• **Work request**: Return exactly those lines of the material below that fall between the line holding "user = %username, error" and the line holding "let text = resp.text().await.unwrap_or_default();", inclusive.

• **Excerpted data**:
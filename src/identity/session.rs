use std::fmt;
use std::sync::Arc;

use chrono::{DateTime, Utc};
use parking_lot::RwLock;
use reqwest::header::{HeaderMap, HeaderValue, AUTHORIZATION, CONTENT_TYPE};
use serde::{Deserialize, Serialize};
use tokio::sync::broadcast;
use tracing::{debug, info, warn};

use super::claims::{decode_claims, derive_roles};
use super::storage::{SessionStorage, ROLES_KEY, TOKEN_KEY, USERNAME_KEY};
use crate::config::join_url;
use crate::error::{ClientError, ClientResult};

pub type SessionToken = String;

pub const LOGIN_PATH: &str = "/api/auth/login";
const EVENT_CAPACITY: usize = 16;

/// `Authorization` value for `token`. `None` for an empty token or one that
/// cannot travel in a header (non-visible-ASCII bytes).
fn bearer_value(token: &str) -> Option<HeaderValue> {
    if token.is_empty() {
        return None;
    }
    let mut value = HeaderValue::from_str(&format!("Bearer {}", token)).ok()?;
    value.set_sensitive(true);
    Some(value)
}

/// Credential, identity and authorization set, always replaced together.
#[derive(Clone, PartialEq, Eq)]
pub struct Session {
    pub token: SessionToken,
    pub username: String,
    /// Advisory roles decoded from the token; UI gating only.
    pub roles: Vec<String>,
    /// Advisory `exp` claim, for display.
    pub expires_at: Option<DateTime<Utc>>,
}

impl Session {
    pub fn has_role(&self, role: &str) -> bool {
        self.roles.iter().any(|r| r == role)
    }
}

impl fmt::Debug for Session {
    fn fmt(&self, f: &mut fmt::Formatter<'_>) -> fmt::Result {
        f.debug_struct("Session")
            .field("token", &"<redacted>")
            .field("username", &self.username)
            .field("roles", &self.roles)
            .field("expires_at", &self.expires_at)
            .finish()
    }
}

#[derive(Debug, Clone, PartialEq, Eq)]
pub enum SessionEvent {
    LoggedIn { username: String },
    LoggedOut,
    /// The service rejected the credential; the UI should return to the login view.
    Expired,
}

#[derive(Serialize)]
struct LoginRequest<'a> {
    username: &'a str,
    password: &'a str,
}

#[derive(Deserialize)]
struct LoginResponse {
    token: Option<String>,
}

/// Owner of the current session and its persisted copy.
///
/// One instance is built at startup and shared by `Arc`. All mutation goes
/// through a single write lock so readers never see a half-replaced session.
pub struct SessionStore {
    current: RwLock<Option<Session>>,
    storage: Arc<dyn SessionStorage>,
    http: reqwest::Client,
    base_url: String,
    events: broadcast::Sender<SessionEvent>,
}

impl SessionStore {
    pub fn new<S: Into<String>>(http: reqwest::Client, base_url: S, storage: Arc<dyn SessionStorage>) -> Self {
        let (events, _) = broadcast::channel(EVENT_CAPACITY);
        Self { current: RwLock::new(None), storage, http, base_url: base_url.into(), events }
    }

    /// Load the persisted session, if any. No network call; the restored
    /// credential is trusted until the service rejects it.
    pub fn restore(&self) -> Option<Session> {
        let restored = match self.read_persisted() {
            Ok(s) => s,
            Err(e) => {
                warn!(target: "recipebox::session", error = %e, "could not read persisted session; starting signed out");
                None
            }
        };
        match &restored {
            Some(s) => info!(target: "recipebox::session", user = %s.username, roles = ?s.roles, "session restored"),
            None => debug!(target: "recipebox::session", "no persisted session"),
        }
        *self.current.write() = restored.clone();
        restored
    }

    fn read_persisted(&self) -> ClientResult<Option<Session>> {
        let Some(token) = self.storage.get(TOKEN_KEY)?.filter(|t| bearer_value(t).is_some()) else {
            return Ok(None);
        };
        let claims = decode_claims(&token);
        let username = self
            .storage
            .get(USERNAME_KEY)?
            .or_else(|| claims.as_ref().and_then(|c| c.sub.clone()))
            .unwrap_or_default();
        let roles = self
            .storage
            .get(ROLES_KEY)?
            .and_then(|raw| serde_json::from_str::<Vec<String>>(&raw).ok())
            .filter(|r| !r.is_empty())
            .unwrap_or_else(|| derive_roles(&token, &username));
        let expires_at = claims.and_then(|c| c.expires_at());
        Ok(Some(Session { token, username, roles, expires_at }))
    }

    fn write_persisted(&self, session: Option<&Session>) -> ClientResult<()> {
        match session {
            Some(s) => {
                let roles = serde_json::to_string(&s.roles).map_err(|e| ClientError::storage(e.to_string()))?;
                self.storage.set(TOKEN_KEY, &s.token)?;
                self.storage.set(USERNAME_KEY, &s.username)?;
                self.storage.set(ROLES_KEY, &roles)?;
            }
            None => {
                self.storage.remove(TOKEN_KEY)?;
                self.storage.remove(USERNAME_KEY)?;
                self.storage.remove(ROLES_KEY)?;
            }
        }
        Ok(())
    }

    pub fn is_authenticated(&self) -> bool {
        self.current.read().is_some()
    }

    /// Membership in the advisory role set; false when signed out.
    pub fn has_role(&self, role: &str) -> bool {
        self.current.read().as_ref().map(|s| s.has_role(role)).unwrap_or(false)
    }

    pub fn session(&self) -> Option<Session> {
        self.current.read().clone()
    }

    pub fn username(&self) -> Option<String> {
        self.current.read().as_ref().map(|s| s.username.clone())
    }

    pub fn roles(&self) -> Vec<String> {
        self.current.read().as_ref().map(|s| s.roles.clone()).unwrap_or_default()
    }

    /// Token and the headers built from it, taken under one read.
    pub(crate) fn authorization(&self) -> Option<(SessionToken, HeaderMap)> {
        let current = self.current.read();
        let token = current.as_ref()?.token.clone();
        drop(current);
        let mut headers = HeaderMap::new();
        headers.insert(AUTHORIZATION, bearer_value(&token)?);
        headers.insert(CONTENT_TYPE, HeaderValue::from_static("application/json"));
        Some((token, headers))
    }

    pub fn subscribe(&self) -> broadcast::Receiver<SessionEvent> {
        self.events.subscribe()
    }

    /// Exchange username and password for a bearer token.
    ///
    /// On success the new session replaces the old one in memory and on
    /// disk. On any failure the previous session is left as it was.
    pub async fn login(&self, username: &str, password: &str) -> ClientResult<Session> {
        let url = join_url(&self.base_url, LOGIN_PATH);
        let resp = self
            .http
            .post(&url)
            .json(&LoginRequest { username, password })
            .send()
            .await
            .map_err(|e| {
                warn!(target: "recipebox::session", user = %username, error = %e, "login transport failure");
                ClientError::authentication(format!("Login failed: {}", e))
            })?;
        let status = resp.status();
        let text = resp.text().await.unwrap_or_default();
        if !status.is_success() {
            info!(target: "recipebox::session", user = %username, status = status.as_u16(), "login rejected");
            let message = if text.trim().is_empty() { "Login failed".to_string() } else { text };
            return Err(ClientError::authentication(message));
        }
        let token = serde_json::from_str::<LoginResponse>(&text)
            .ok()
            .and_then(|r| r.token)
            .filter(|t| bearer_value(t).is_some())
            .ok_or_else(|| {
                warn!(target: "recipebox::session", user = %username, "login reply carried no token");
                ClientError::authentication("Login failed: malformed response")
            })?;

        let roles = derive_roles(&token, username);
        let expires_at = decode_claims(&token).and_then(|c| c.expires_at());
        let session = Session { token, username: username.to_string(), roles, expires_at };

        {
            let mut current = self.current.write();
            if let Err(e) = self.write_persisted(Some(&session)) {
                // put the previous triad back so disk and memory agree
                if let Err(rollback) = self.write_persisted(current.as_ref()) {
                    warn!(target: "recipebox::session", error = %rollback, "could not restore previous persisted session");
                }
                return Err(e);
            }
            *current = Some(session.clone());
        }
        info!(target: "recipebox::session", user = %session.username, roles = ?session.roles, "login succeeded");
        let _ = self.events.send(SessionEvent::LoggedIn { username: session.username.clone() });
        Ok(session)
    }

    /// Clear memory and disk. Never fails; calling it twice is harmless.
    pub fn logout(&self) {
        if self.clear().is_some() {
            info!(target: "recipebox::session", "logged out");
            let _ = self.events.send(SessionEvent::LoggedOut);
        }
    }

    /// Forced logout after the service answered 401 to a call made with `token`.
    ///
    /// A newer session (from a login that completed while the rejected call
    /// was in flight) is left alone. Returns whether a session was cleared.
    pub fn expire(&self, token: &str) -> bool {
        let cleared = {
            let mut current = self.current.write();
            if current.as_ref().map(|s| s.token.as_str()) != Some(token) {
                false
            } else {
                *current = None;
                if let Err(e) = self.write_persisted(None) {
                    warn!(target: "recipebox::session", error = %e, "could not erase persisted session");
                }
                true
            }
        };
        if cleared {
            info!(target: "recipebox::session", "session expired");
            let _ = self.events.send(SessionEvent::Expired);
        }
        cleared
    }

    fn clear(&self) -> Option<Session> {
        let mut current = self.current.write();
        let prev = current.take();
        if let Err(e) = self.write_persisted(None) {
            warn!(target: "recipebox::session", error = %e, "could not erase persisted session");
        }
        prev
    }

    /// Headers for an authorized call. `None` when signed out.
    pub fn authorization_header(&self) -> Option<HeaderMap> {
        self.authorization().map(|(_, headers)| headers)
    }
}
//! Terminal front-end: one-shot commands and an interactive interpreter.

pub mod commands;
pub mod outputformatter;

use anyhow::Result;
use rustyline::error::ReadlineError;
use tokio::runtime::Runtime;
use tokio::sync::broadcast::error::TryRecvError;

use crate::identity::SessionEvent;
pub use commands::{parse_command, report, split_args, App, Command};

/// Run a single command. Returns the process exit code.
pub fn run_once(rt: &Runtime, app: &App, args: &[String]) -> i32 {
    let cmd = match parse_command(args) {
        Ok(c) => c,
        Err(msg) => {
            eprintln!("{}", msg);
            return 2;
        }
    };
    match rt.block_on(app.execute(cmd)) {
        Ok(out) => {
            if !out.is_empty() { println!("{}", out); }
            0
        }
        Err(e) => {
            eprintln!("{}", report(&e));
            1
        }
    }
}

pub fn run_repl(rt: &Runtime, app: &App) -> Result<()> {
    let mut rl = rustyline::DefaultEditor::new()?;
    let mut events = app.session.subscribe();
    println!("recipebox interpreter. Type 'help' for commands.");
    match app.session.username() {
        Some(u) => println!("signed in as {}", u),
        None => println!("not signed in; use 'login <user> <password>'"),
    }
    loop {
        let line = match rl.readline(&app.prompt()) {
            Ok(l) => l,
            Err(ReadlineError::Interrupted) | Err(ReadlineError::Eof) => break,
            Err(e) => return Err(e.into()),
        };
        let words = split_args(&line);
        if words.is_empty() { continue; }
        // keep passwords out of history
        if !words[0].eq_ignore_ascii_case("login") {
            let _ = rl.add_history_entry(line.as_str());
        }
        let cmd = match parse_command(&words) {
            Ok(c) => c,
            Err(msg) => { eprintln!("{}", msg); continue; }
        };
        if cmd == Command::Quit { break; }
        match rt.block_on(app.execute(cmd)) {
            Ok(out) => { if !out.is_empty() { println!("{}", out); } }
            Err(e) => eprintln!("{}", report(&e)),
        }
        drain_events(&mut events);
    }
    Ok(())
}

fn drain_events(rx: &mut tokio::sync::broadcast::Receiver<SessionEvent>) {
    loop {
        match rx.try_recv() {
            Ok(SessionEvent::Expired) => println!("(signed out: the service rejected the session)"),
            Ok(_) => {}
            Err(TryRecvError::Lagged(_)) => continue,
            Err(TryRecvError::Empty) | Err(TryRecvError::Closed) => break,
        }
    }
}
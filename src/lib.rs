//! Client for a recipe-management HTTP service.
//!
//! `identity` owns the bearer-token session, `gateway` is the only path for
//! authorized calls, `recipes` wraps the service's endpoints, and `cli` is the
//! terminal front-end built on top of them.

pub mod cli;
pub mod config;
pub mod error;
pub mod gateway;
pub mod identity;
pub mod recipes;

pub use config::ClientConfig;
pub use error::{ClientError, ClientResult, Presentation};
pub use gateway::AuthenticatedGateway;
pub use identity::{Session, SessionEvent, SessionStore};
pub use recipes::{Recipe, RecipeApi, RecipeDraft, SearchCriteria};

• **Exercise output**:
                warn!(target: "recipebox::session", user = %username, error = %e, "login transport failure");
                ClientError::authentication(format!("Login failed: {}", e))
            })?;
        let status = resp.status();
        let text = resp.text().await.unwrap_or_default();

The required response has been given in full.